Dataset entries
========================================
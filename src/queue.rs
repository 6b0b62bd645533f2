//! FIFO work queue shared by a pool of workers.
//!
//! Workers pull from a single receiver guarded by a mutex. The queue also
//! counts unfinished messages so a coordinator can wait for it to drain, and
//! carries an explicit stop signal so each worker is told to exit exactly once.

use crate::ScraperError;
use std::sync::atomic::{AtomicUsize, Ordering};
use std::sync::Arc;
use tokio::sync::{mpsc, Mutex, Notify};

#[derive(Debug, Clone, PartialEq, Eq)]
pub enum Message<T> {
    Task(T),
    Stop,
}

pub struct WorkQueue<T> {
    sender: mpsc::UnboundedSender<Message<T>>,
    receiver: Mutex<mpsc::UnboundedReceiver<Message<T>>>,
    unfinished: AtomicUsize,
    consumed: AtomicUsize,
    drained: Notify,
}

impl<T: Send> WorkQueue<T> {
    pub fn new() -> Arc<Self> {
        let (sender, receiver) = mpsc::unbounded_channel();
        Arc::new(Self {
            sender,
            receiver: Mutex::new(receiver),
            unfinished: AtomicUsize::new(0),
            consumed: AtomicUsize::new(0),
            drained: Notify::new(),
        })
    }

    pub fn put(&self, task: T) -> Result<(), ScraperError> {
        self.send(Message::Task(task))
    }

    pub fn put_stop(&self) -> Result<(), ScraperError> {
        self.send(Message::Stop)
    }

    fn send(&self, message: Message<T>) -> Result<(), ScraperError> {
        self.unfinished.fetch_add(1, Ordering::SeqCst);
        self.sender.send(message).map_err(|_| {
            self.unfinished.fetch_sub(1, Ordering::SeqCst);
            ScraperError::Queue("queue receiver closed".to_string())
        })
    }

    /// Wait for the next message. Every message returned must be acknowledged
    /// with [`WorkQueue::task_done`].
    pub async fn get(&self) -> Message<T> {
        let message = {
            let mut receiver = self.receiver.lock().await;
            receiver.recv().await
        };
        // The queue owns its sender, so the channel can never be closed while we hold `self`
        let message = message.unwrap_or(Message::Stop);
        self.consumed.fetch_add(1, Ordering::SeqCst);
        message
    }

    pub fn task_done(&self) {
        let previous = self
            .unfinished
            .fetch_update(Ordering::SeqCst, Ordering::SeqCst, |n| n.checked_sub(1))
            .unwrap_or(0);
        if previous == 1 {
            self.drained.notify_waiters();
        }
    }

    /// Block until every message put so far has been acknowledged.
    pub async fn join(&self) {
        loop {
            let notified = self.drained.notified();
            if self.unfinished.load(Ordering::SeqCst) == 0 {
                return;
            }
            notified.await;
        }
    }

    pub fn unfinished(&self) -> usize {
        self.unfinished.load(Ordering::SeqCst)
    }

    /// Total messages handed out by [`WorkQueue::get`], stop signals included.
    pub fn consumed(&self) -> usize {
        self.consumed.load(Ordering::SeqCst)
    }
}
========================================
What is expected
Every line in the records above that contains the word "sender" should be copied out.

Task output
    sender: mpsc::UnboundedSender<Message<T>>,
        let (sender, receiver) = mpsc::unbounded_channel();
            sender,
        self.sender.send(message).map_err(|_| {
        // The queue owns its sender, so the channel can never be closed while we hold `self`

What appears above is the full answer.